Step 5: Demonstration of One Line Encryption, Parsing and Full Operating Mode
In these two diagrams you can see the overall scheme for encryption or decryption of the message. I've incorporated a mode of operation called "Propagating Cipher Block Chaining". This method requires decryption of the first line before the next line and so-on.
This leaves the first line the most likely target of attack so I've reserved the first three characters for a random set of characters. This will be discarded upon decryption but in the mean time it will add further noise to the first line of the message. What that means is that there will be 857375 ways to send the same message where the ciphertext will look completely different than any of the others. Cryptographers sometimes refer to this additional random input as "salt" but it is usually used to prevent hash functions from being broken by dictionary attacks or pre-calculated tables. In this case I'm using salt to further confound any attempts to analyze the ciphertext for clues about the message.
I started by programming the one-liner mode and then graduated to a full message. Parse and salt was a hard one for me to figure out. You can see the demonstration elements or the final form attached here.

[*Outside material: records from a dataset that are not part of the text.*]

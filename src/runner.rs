// Ordered scenario registry and the fail-fast run loop.
use crate::config::Config;
use crate::scenario::{self, BenchmarkSpec, ScenarioKind, SubscribeStyle};
use anyhow::{Context, Result};
use rand::rngs::StdRng;
use rand::SeedableRng;

// Registry order is the catalogue order; the enabled_testers list decides
// what actually runs, and in what order.
pub const REGISTRY: &[BenchmarkSpec] = &[
    BenchmarkSpec {
        key: "jetstream_publish_tester",
        name: "JetStream publish",
        kind: ScenarioKind::JetStreamPublish,
    },
    BenchmarkSpec {
        key: "jetstream_async_publish_tester",
        name: "JetStream publish (async)",
        kind: ScenarioKind::JetStreamAsyncPublish,
    },
    BenchmarkSpec {
        key: "jetstream_subscribe_tester",
        name: "JetStream subscribe (push)",
        kind: ScenarioKind::JetStreamSubscribe(SubscribeStyle::Callback),
    },
    BenchmarkSpec {
        key: "jetstream_chan_subscribe_tester",
        name: "JetStream subscribe (channel)",
        kind: ScenarioKind::JetStreamSubscribe(SubscribeStyle::Channel),
    },
    BenchmarkSpec {
        key: "jetstream_pull_subscribe_tester",
        name: "JetStream subscribe (pull)",
        kind: ScenarioKind::JetStreamPullSubscribe,
    },
    BenchmarkSpec {
        key: "jetstream_latency_tester",
        name: "JetStream latency",
        kind: ScenarioKind::JetStreamLatency,
    },
    BenchmarkSpec {
        key: "jetstream_purge_stream_tester",
        name: "JetStream purge stream",
        kind: ScenarioKind::JetStreamPurge,
    },
    BenchmarkSpec {
        key: "jetstream_memory_storage_tester",
        name: "JetStream storage comparison",
        kind: ScenarioKind::JetStreamStorageComparison,
    },
    BenchmarkSpec {
        key: "nats_publish_tester",
        name: "core NATS publish",
        kind: ScenarioKind::CorePublish,
    },
    BenchmarkSpec {
        key: "nats_subscribe_tester",
        name: "core NATS subscribe",
        kind: ScenarioKind::CoreSubscribe,
    },
    BenchmarkSpec {
        key: "nats_latency_tester",
        name: "core NATS latency",
        kind: ScenarioKind::CoreLatency,
    },
];

/// Run every enabled scenario in the configured order, stopping at the first
/// failure.
pub async fn run_testers(config: &Config) -> Result<()> {
    let selected = select(REGISTRY, &config.enabled_testers);
    if selected.is_empty() {
        tracing::warn!("no testers enabled, nothing to run");
        return Ok(());
    }
    let mut runner = LiveRunner {
        config,
        rng: StdRng::from_entropy(),
    };
    run_sequence(&selected, &mut runner).await
}

/// Resolve enabled keys against the registry, preserving list order and
/// duplicates. Keys matching no registered scenario are skipped with a
/// diagnostic rather than silently ignored.
pub fn select<'a>(registry: &'a [BenchmarkSpec], enabled: &[String]) -> Vec<&'a BenchmarkSpec> {
    let mut selected = Vec::with_capacity(enabled.len());
    for key in enabled {
        match registry.iter().find(|spec| spec.key == key) {
            Some(spec) => selected.push(spec),
            None => {
                tracing::warn!(key = %key, "enabled tester matches no registered scenario, skipping")
            }
        }
    }
    selected
}

pub(crate) trait ScenarioRunner {
    async fn run(&mut self, spec: &BenchmarkSpec) -> Result<()>;
}

struct LiveRunner<'a> {
    config: &'a Config,
    rng: StdRng,
}

impl ScenarioRunner for LiveRunner<'_> {
    async fn run(&mut self, spec: &BenchmarkSpec) -> Result<()> {
        scenario::run(self.config, spec, &mut self.rng).await
    }
}

pub(crate) async fn run_sequence<R: ScenarioRunner>(
    specs: &[&BenchmarkSpec],
    runner: &mut R,
) -> Result<()> {
    for spec in specs {
        println!("======== start: {} ========\n", spec.name);
        runner
            .run(spec)
            .await
            .with_context(|| format!("tester {} ({}) failed", spec.key, spec.name))?;
        println!("\n======== end: {} ========\n", spec.name);
    }
    Ok(())
}

#[cfg(test)]
mod tests {
    use super::{run_sequence, select, ScenarioRunner, REGISTRY};
    use crate::scenario::{BenchmarkSpec, ScenarioKind};
    use anyhow::{anyhow, Result};
    use std::collections::HashSet;

    const FAKE: &[BenchmarkSpec] = &[
        BenchmarkSpec {
            key: "a",
            name: "scenario a",
            kind: ScenarioKind::CorePublish,
        },
        BenchmarkSpec {
            key: "b",
            name: "scenario b",
            kind: ScenarioKind::CoreSubscribe,
        },
    ];

    struct RecordingRunner {
        ran: Vec<&'static str>,
        fail_on: Option<&'static str>,
    }

    impl ScenarioRunner for RecordingRunner {
        async fn run(&mut self, spec: &BenchmarkSpec) -> Result<()> {
            self.ran.push(spec.key);
            if self.fail_on == Some(spec.key) {
                return Err(anyhow!("boom"));
            }
            Ok(())
        }
    }

    #[test]
    fn select_preserves_enabled_order_and_duplicates() {
        let enabled = vec!["b".to_string(), "a".to_string(), "b".to_string()];
        let keys: Vec<_> = select(FAKE, &enabled).iter().map(|spec| spec.key).collect();
        assert_eq!(keys, ["b", "a", "b"]);
    }

    #[test]
    fn select_skips_unknown_keys() {
        let enabled = vec!["missing".to_string(), "a".to_string()];
        let keys: Vec<_> = select(FAKE, &enabled).iter().map(|spec| spec.key).collect();
        assert_eq!(keys, ["a"]);
    }

    #[tokio::test]
    async fn run_sequence_visits_every_scenario_in_order() {
        let enabled = vec!["b".to_string(), "a".to_string(), "b".to_string()];
        let selected = select(FAKE, &enabled);
        let mut runner = RecordingRunner {
            ran: Vec::new(),
            fail_on: None,
        };
        run_sequence(&selected, &mut runner).await.expect("all pass");
        assert_eq!(runner.ran, ["b", "a", "b"]);
    }

    #[tokio::test]
    async fn run_sequence_fails_fast_and_names_the_scenario() {
        let enabled = vec!["a".to_string(), "b".to_string(), "a".to_string()];
        let selected = select(FAKE, &enabled);
        let mut runner = RecordingRunner {
            ran: Vec::new(),
            fail_on: Some("b"),
        };
        let err = run_sequence(&selected, &mut runner)
            .await
            .expect_err("second scenario fails");
        let trace = format!("{err:#}");
        assert!(trace.contains("scenario b"), "trace was: {trace}");
        assert!(trace.contains("tester b"), "trace was: {trace}");
        // The third entry never starts.
        assert_eq!(runner.ran, ["a", "b"]);
    }

    #[test]
    fn registry_keys_are_unique() {
        let mut seen = HashSet::new();
        for spec in REGISTRY {
            assert!(seen.insert(spec.key), "duplicate key {}", spec.key);
        }
    }
}
// Async counting barrier used to stop measurement clocks after exactly N
// message deliveries.
use std::sync::atomic::{AtomicUsize, Ordering};
use tokio::sync::Notify;

pub struct CountdownLatch {
    remaining: AtomicUsize,
    notify: Notify,
}

impl CountdownLatch {
    pub fn new(count: usize) -> Self {
        Self {
            remaining: AtomicUsize::new(count),
            notify: Notify::new(),
        }
    }

    /// Signal one completion. Signals beyond the initial count are ignored.
    pub fn count_down(&self) {
        let mut current = self.remaining.load(Ordering::Acquire);
        while current > 0 {
            match self.remaining.compare_exchange_weak(
                current,
                current - 1,
                Ordering::AcqRel,
                Ordering::Acquire,
            ) {
                Ok(_) => {
                    if current == 1 {
                        self.notify.notify_waiters();
                    }
                    return;
                }
                Err(observed) => current = observed,
            }
        }
    }

    pub fn remaining(&self) -> usize {
        self.remaining.load(Ordering::Acquire)
    }

    /// Resolve once the count reaches zero; immediately if it already has.
    pub async fn wait(&self) {
        loop {
            if self.remaining.load(Ordering::Acquire) == 0 {
                return;
            }
            let notified = self.notify.notified();
            tokio::pin!(notified);
            // Register interest before re-checking so a concurrent final
            // count_down cannot slip between the check and the await.
            notified.as_mut().enable();
            if self.remaining.load(Ordering::Acquire) == 0 {
                return;
            }
            notified.await;
        }
    }
}

#[cfg(test)]
mod tests {
    use super::CountdownLatch;
    use std::sync::Arc;
    use std::time::Duration;
    use tokio::time::timeout;

    #[tokio::test]
    async fn wait_returns_once_count_reaches_zero() {
        let latch = Arc::new(CountdownLatch::new(3));
        let waiter = tokio::spawn({
            let latch = Arc::clone(&latch);
            async move { latch.wait().await }
        });
        for _ in 0..3 {
            latch.count_down();
        }
        timeout(Duration::from_secs(1), waiter)
            .await
            .expect("latch released")
            .expect("waiter task");
    }

    #[tokio::test]
    async fn wait_is_immediate_when_count_starts_at_zero() {
        let latch = CountdownLatch::new(0);
        timeout(Duration::from_millis(100), latch.wait())
            .await
            .expect("no waiting needed");
    }

    #[tokio::test]
    async fn wait_blocks_while_count_is_positive() {
        let latch = CountdownLatch::new(1);
        assert!(timeout(Duration::from_millis(50), latch.wait()).await.is_err());
    }

    #[test]
    fn extra_signals_are_ignored() {
        let latch = CountdownLatch::new(1);
        latch.count_down();
        latch.count_down();
        assert_eq!(latch.remaining(), 0);
    }

    #[tokio::test]
    async fn wait_after_completion_still_returns() {
        let latch = CountdownLatch::new(2);
        latch.count_down();
        latch.count_down();
        timeout(Duration::from_millis(100), latch.wait())
            .await
            .expect("already complete");
    }
}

Step 6: Is There a Crypto-analyst in the House? Disclaimer
Calling all crypto-types out there. I'm very interested to know what you think of this cipher. If you have a conspiracy theory about the computer systems at the NSA I would prefer that you keep that to yourself. I'm most interested in programs that you have written to glean statistical information from the ciphertext. Mathematical formulas are also acceptable. If your comment includes the word key-space I will read it with much interest. I have as much interest in crypto-analysis as I do in cryptography.
DISCLAIMER: Use this algorithm at your own risk. I am not responsible for lost or intercepted data/messages.
I have tried to err on the side of caution. That being said please realize that I am not a trained cryptographer nor a mathematician, just a hobbyist with unusual fascinations and study habits. I suggest that before you trust this method wait to see if people effectively discredit it or not. My intent here is to start a conversation about what is secure and what is insecure. There are plenty of justifiable reasons to secure one's own communication with someone else. I'm not trying to encourage or discourage "activity" of any kind in presenting these ideas for discussion. I would like to encourage budding crypto-types and otherwise promote human rights.
Step 7: Specification and Porting the Code
I've included the specification and a fully formatted, heavily commented version of the complete code. I might consider porting the code to another programming language but I'm not sure which one. Perhaps you want to port the code to something else and I'm happy to help if I can. I tried this on several browsers including the one on my tablet and it seems to work but I have not exhaustively tested to see if it is universal to all browsers.